[Stored items]
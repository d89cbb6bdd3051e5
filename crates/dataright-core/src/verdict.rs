//! Validation verdicts produced by the pipeline.
//!
//! A verdict is terminal: once a gate fails, no further stage runs and
//! the failure carries everything the boundary needs to render the
//! structured error body.

use crate::errors::{ApiErrorCode, ErrorResponse};
use crate::mapping::AccountMapping;
use serde::{Deserialize, Serialize};

/// Terminal failure of a gate or filter stage.
#[derive(Debug, Clone, PartialEq, Eq, Serialize, Deserialize)]
pub struct ValidationFailure {
    /// Catalogue code selecting urn, title, and HTTP status
    pub code: ApiErrorCode,
    /// Detail text for the error body
    pub detail: String,
    /// Offending account id, when the failure names one.
    ///
    /// Carried in internal form; the boundary must tokenise it before
    /// the error body leaves the process.
    pub account_id: Option<String>,
}

impl ValidationFailure {
    /// Failure with the catalogue's default detail.
    pub fn of(code: ApiErrorCode) -> Self {
        Self {
            code,
            detail: code.default_detail().to_owned(),
            account_id: None,
        }
    }

    /// Failure with an explicit detail.
    pub fn with_detail(code: ApiErrorCode, detail: impl Into<String>) -> Self {
        Self {
            code,
            detail: detail.into(),
            account_id: None,
        }
    }

    /// Attach the account id the failure refers to.
    pub fn for_account(mut self, account_id: impl Into<String>) -> Self {
        self.account_id = Some(account_id.into());
        self
    }

    /// HTTP status of the failure.
    pub fn http_status(&self) -> u16 {
        self.code.http_status()
    }

    /// Render the fixed outward-facing error body.
    pub fn to_error_response(&self) -> ErrorResponse {
        ErrorResponse::single(self.code, self.detail.clone())
    }
}

/// Outcome of one pipeline run.
#[derive(Debug, Clone, PartialEq, Eq, Serialize, Deserialize)]
pub enum ValidationVerdict {
    /// Request may proceed; carries the narrowed mapping list
    Pass {
        /// Mappings that survived the filter chain, original order kept
        mappings: Vec<AccountMapping>,
    },
    /// Request must be refused
    Fail(ValidationFailure),
}

impl ValidationVerdict {
    /// Passing verdict over the narrowed mappings.
    pub fn pass(mappings: Vec<AccountMapping>) -> Self {
        Self::Pass { mappings }
    }

    /// Failing verdict.
    pub fn fail(failure: ValidationFailure) -> Self {
        Self::Fail(failure)
    }

    /// Whether the request may proceed.
    pub fn is_valid(&self) -> bool {
        matches!(self, Self::Pass { .. })
    }

    /// The failure, when the verdict refuses the request.
    pub fn failure(&self) -> Option<&ValidationFailure> {
        match self {
            Self::Pass { .. } => None,
            Self::Fail(failure) => Some(failure),
        }
    }

    /// The narrowed mappings, when the verdict passes.
    pub fn mappings(&self) -> Option<&[AccountMapping]> {
        match self {
            Self::Pass { mappings } => Some(mappings),
            Self::Fail(_) => None,
        }
    }
}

• What is needed:
Every record is to be written out verbatim.

• Exercise result:
repository d89cbb6bdd3051e5
filename crates/dataright-core/src/verdict.rs
//! Validation verdicts produced by the pipeline.
//!
//! A verdict is terminal: once a gate fails, no further stage runs and
//! the failure carries everything the boundary needs to render the
//! structured error body.

use crate::errors::{ApiErrorCode, ErrorResponse};
use crate::mapping::AccountMapping;
use serde::{Deserialize, Serialize};

/// Terminal failure of a gate or filter stage.
#[derive(Debug, Clone, PartialEq, Eq, Serialize, Deserialize)]
pub struct ValidationFailure {
    /// Catalogue code selecting urn, title, and HTTP status
    pub code: ApiErrorCode,
    /// Detail text for the error body
    pub detail: String,
    /// Offending account id, when the failure names one.
    ///
    /// Carried in internal form; the boundary must tokenise it before
    /// the error body leaves the process.
    pub account_id: Option<String>,
}

impl ValidationFailure {
    /// Failure with the catalogue's default detail.
    pub fn of(code: ApiErrorCode) -> Self {
        Self {
            code,
            detail: code.default_detail().to_owned(),
            account_id: None,
        }
    }

    /// Failure with an explicit detail.
    pub fn with_detail(code: ApiErrorCode, detail: impl Into<String>) -> Self {
        Self {
            code,
            detail: detail.into(),
            account_id: None,
        }
    }

    /// Attach the account id the failure refers to.
    pub fn for_account(mut self, account_id: impl Into<String>) -> Self {
        self.account_id = Some(account_id.into());
        self
    }

    /// HTTP status of the failure.
    pub fn http_status(&self) -> u16 {
        self.code.http_status()
    }

    /// Render the fixed outward-facing error body.
    pub fn to_error_response(&self) -> ErrorResponse {
        ErrorResponse::single(self.code, self.detail.clone())
    }
}

/// Outcome of one pipeline run.
#[derive(Debug, Clone, PartialEq, Eq, Serialize, Deserialize)]
pub enum ValidationVerdict {
    /// Request may proceed; carries the narrowed mapping list
    Pass {
        /// Mappings that survived the filter chain, original order kept
        mappings: Vec<AccountMapping>,
    },
    /// Request must be refused
    Fail(ValidationFailure),
}

impl ValidationVerdict {
    /// Passing verdict over the narrowed mappings.
    pub fn pass(mappings: Vec<AccountMapping>) -> Self {
        Self::Pass { mappings }
    }

    /// Failing verdict.
    pub fn fail(failure: ValidationFailure) -> Self {
        Self::Fail(failure)
    }

    /// Whether the request may proceed.
    pub fn is_valid(&self) -> bool {
        matches!(self, Self::Pass { .. })
    }

    /// The failure, when the verdict refuses the request.
    pub fn failure(&self) -> Option<&ValidationFailure> {
        match self {
            Self::Pass { .. } => None,
            Self::Fail(failure) => Some(failure),
        }
    }

    /// The narrowed mappings, when the verdict passes.
    pub fn mappings(&self) -> Option<&[AccountMapping]> {
        match self {
            Self::Pass { mappings } => Some(mappings),
            Self::Fail(_) => None,
        }
    }
}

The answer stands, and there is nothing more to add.